**Data excerpts**.
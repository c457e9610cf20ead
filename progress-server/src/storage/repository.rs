//! Repository traits - abstraction layer for data access
//!
//! Every engine reads and writes through these traits, so the PostgreSQL
//! backend and the in-memory store are interchangeable.

use async_trait::async_trait;
use chrono::{DateTime, NaiveDate, Utc};
use std::sync::Arc;

use progress_core::{
    Achievement, DailyChallenge, DailyStats, DailyStatsDelta, GamificationStats, ItemProgress,
    Lesson, LessonId, MilestoneReward, ParseError, PointsHistoryEntry, Profile, StreakShield,
    UserAchievement, UserChallengeCompletion, UserId, UserMilestoneCompletion, UserProgress,
};

/// Error type for every repository operation
#[derive(Debug, thiserror::Error)]
pub enum StoreError {
    #[error("Database error: {0}")]
    Database(#[from] sqlx::Error),
    #[error("Migration error: {0}")]
    Migration(String),
    #[error("Not found: {0}")]
    NotFound(String),
    #[error("Constraint violation: {0}")]
    Constraint(String),
    #[error("Serialization error: {0}")]
    Serialization(String),
    #[error("Store unavailable: {0}")]
    Unavailable(String),
}

impl From<serde_json::Error> for StoreError {
    fn from(e: serde_json::Error) -> Self {
        StoreError::Serialization(e.to_string())
    }
}

impl From<ParseError> for StoreError {
    fn from(e: ParseError) -> Self {
        StoreError::Serialization(e.to_string())
    }
}

/// Generic result type for repository operations
pub type RepoResult<T> = Result<T, StoreError>;

/// Which practice table an [`ItemProgress`] row lives in
#[derive(Debug, Clone, Copy, PartialEq, Eq, Hash)]
pub enum ItemKind {
    Vocabulary,
    Grammar,
}

// ============================================================================
// Users & Lessons
// ============================================================================

#[async_trait]
pub trait ProfileRepo: Send + Sync {
    async fn get(&self, user_id: UserId) -> RepoResult<Option<Profile>>;
    async fn create(&self, profile: &Profile) -> RepoResult<()>;
    /// Add to cumulative points, returning the new total
    async fn add_points(&self, user_id: UserId, points: u64) -> RepoResult<u64>;
}

#[async_trait]
pub trait LessonRepo: Send + Sync {
    async fn get(&self, lesson_id: LessonId) -> RepoResult<Option<Lesson>>;
    async fn get_all(&self) -> RepoResult<Vec<Lesson>>;
    async fn upsert(&self, lesson: &Lesson) -> RepoResult<()>;
}

#[async_trait]
pub trait ProgressRepo: Send + Sync {
    async fn get(&self, user_id: UserId, lesson_id: LessonId) -> RepoResult<Option<UserProgress>>;
    async fn get_all_for_user(&self, user_id: UserId) -> RepoResult<Vec<UserProgress>>;
    /// Point-in-time upsert keyed by (user, lesson)
    async fn upsert(&self, progress: &UserProgress) -> RepoResult<()>;
    /// Lessons in completed or mastered status
    async fn count_completed(&self, user_id: UserId) -> RepoResult<u64>;
}

// ============================================================================
// Gamification
// ============================================================================

#[async_trait]
pub trait StatsRepo: Send + Sync {
    async fn get(&self, user_id: UserId) -> RepoResult<Option<GamificationStats>>;
    /// Insert a fresh row unless one exists; returns the stored row
    async fn create_if_absent(&self, stats: &GamificationStats) -> RepoResult<GamificationStats>;
    /// Single-row write of every field
    async fn update(&self, stats: &GamificationStats) -> RepoResult<()>;
}

#[async_trait]
pub trait ShieldRepo: Send + Sync {
    async fn grant(
        &self,
        user_id: UserId,
        earned_at: DateTime<Utc>,
        shield_type: &str,
    ) -> RepoResult<i64>;
    async fn oldest_unused(&self, user_id: UserId) -> RepoResult<Option<StreakShield>>;
    async fn mark_used(&self, shield_id: i64, used_at: DateTime<Utc>) -> RepoResult<()>;
    async fn get_all_for_user(&self, user_id: UserId) -> RepoResult<Vec<StreakShield>>;
}

#[async_trait]
pub trait AchievementRepo: Send + Sync {
    async fn catalog(&self) -> RepoResult<Vec<Achievement>>;
    async fn upsert_definition(&self, achievement: &Achievement) -> RepoResult<()>;
    async fn earned(&self, user_id: UserId) -> RepoResult<Vec<UserAchievement>>;
    /// Insert-if-absent; false when the user already had it
    async fn insert_if_absent(&self, earned: &UserAchievement) -> RepoResult<bool>;
    /// Flip `is_claimed`; false when already claimed, NotFound when never earned
    async fn mark_claimed(&self, user_id: UserId, achievement_id: i64) -> RepoResult<bool>;
}

#[async_trait]
pub trait MilestoneRepo: Send + Sync {
    async fn catalog(&self) -> RepoResult<Vec<MilestoneReward>>;
    async fn upsert_definition(&self, milestone: &MilestoneReward) -> RepoResult<()>;
    async fn completed(&self, user_id: UserId) -> RepoResult<Vec<UserMilestoneCompletion>>;
    async fn insert_if_absent(&self, completion: &UserMilestoneCompletion) -> RepoResult<bool>;
    async fn mark_reward_claimed(&self, user_id: UserId, milestone_id: i64) -> RepoResult<bool>;
}

#[async_trait]
pub trait ChallengeRepo: Send + Sync {
    async fn get(&self, challenge_id: i64) -> RepoResult<Option<DailyChallenge>>;
    async fn for_date(&self, date: NaiveDate) -> RepoResult<Option<DailyChallenge>>;
    async fn upsert(&self, challenge: &DailyChallenge) -> RepoResult<()>;
    async fn completion(
        &self,
        user_id: UserId,
        challenge_id: i64,
    ) -> RepoResult<Option<UserChallengeCompletion>>;
    async fn insert_completion_if_absent(
        &self,
        completion: &UserChallengeCompletion,
    ) -> RepoResult<bool>;
    /// Release a completion whose points award did not go through
    async fn remove_completion(&self, user_id: UserId, challenge_id: i64) -> RepoResult<()>;
}

// ============================================================================
// Ledgers & Practice
// ============================================================================

#[async_trait]
pub trait PointsHistoryRepo: Send + Sync {
    /// Append-only
    async fn append(&self, entry: &PointsHistoryEntry) -> RepoResult<()>;
    /// Newest first
    async fn recent(&self, user_id: UserId, limit: usize) -> RepoResult<Vec<PointsHistoryEntry>>;
}

#[async_trait]
pub trait DailyStatsRepo: Send + Sync {
    /// Upsert-or-increment keyed by (user, date)
    async fn increment(
        &self,
        user_id: UserId,
        date: NaiveDate,
        delta: &DailyStatsDelta,
    ) -> RepoResult<DailyStats>;
    async fn get(&self, user_id: UserId, date: NaiveDate) -> RepoResult<Option<DailyStats>>;
    /// Rows with `date >= since`, newest first
    async fn since(&self, user_id: UserId, since: NaiveDate) -> RepoResult<Vec<DailyStats>>;
}

#[async_trait]
pub trait ItemProgressRepo: Send + Sync {
    async fn get_all_for_user(&self, kind: ItemKind, user_id: UserId)
        -> RepoResult<Vec<ItemProgress>>;
    async fn upsert(&self, kind: ItemKind, item: &ItemProgress) -> RepoResult<()>;
}

// ============================================================================
// Unified Storage Manager
// ============================================================================

/// Central storage manager that holds all repositories
#[derive(Clone)]
pub struct StorageManager {
    pub profiles: Arc<dyn ProfileRepo>,
    pub lessons: Arc<dyn LessonRepo>,
    pub progress: Arc<dyn ProgressRepo>,
    pub stats: Arc<dyn StatsRepo>,
    pub shields: Arc<dyn ShieldRepo>,
    pub achievements: Arc<dyn AchievementRepo>,
    pub milestones: Arc<dyn MilestoneRepo>,
    pub challenges: Arc<dyn ChallengeRepo>,
    pub points_history: Arc<dyn PointsHistoryRepo>,
    pub daily_stats: Arc<dyn DailyStatsRepo>,
    pub items: Arc<dyn ItemProgressRepo>,
}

**The task**.
From the first line of the material above down to the line with "Users & Lessons", output each line exactly; include both of those lines and add no others.

**Task output**.
repository c457e9610cf20ead
filename progress-server/src/storage/repository.rs
//! Repository traits - abstraction layer for data access
//!
//! Every engine reads and writes through these traits, so the PostgreSQL
//! backend and the in-memory store are interchangeable.

use async_trait::async_trait;
use chrono::{DateTime, NaiveDate, Utc};
use std::sync::Arc;

use progress_core::{
    Achievement, DailyChallenge, DailyStats, DailyStatsDelta, GamificationStats, ItemProgress,
    Lesson, LessonId, MilestoneReward, ParseError, PointsHistoryEntry, Profile, StreakShield,
    UserAchievement, UserChallengeCompletion, UserId, UserMilestoneCompletion, UserProgress,
};

/// Error type for every repository operation
#[derive(Debug, thiserror::Error)]
pub enum StoreError {
    #[error("Database error: {0}")]
    Database(#[from] sqlx::Error),
    #[error("Migration error: {0}")]
    Migration(String),
    #[error("Not found: {0}")]
    NotFound(String),
    #[error("Constraint violation: {0}")]
    Constraint(String),
    #[error("Serialization error: {0}")]
    Serialization(String),
    #[error("Store unavailable: {0}")]
    Unavailable(String),
}

impl From<serde_json::Error> for StoreError {
    fn from(e: serde_json::Error) -> Self {
        StoreError::Serialization(e.to_string())
    }
}

impl From<ParseError> for StoreError {
    fn from(e: ParseError) -> Self {
        StoreError::Serialization(e.to_string())
    }
}

/// Generic result type for repository operations
pub type RepoResult<T> = Result<T, StoreError>;

/// Which practice table an [`ItemProgress`] row lives in
#[derive(Debug, Clone, Copy, PartialEq, Eq, Hash)]
pub enum ItemKind {
    Vocabulary,
    Grammar,
}

// ============================================================================
// Users & Lessons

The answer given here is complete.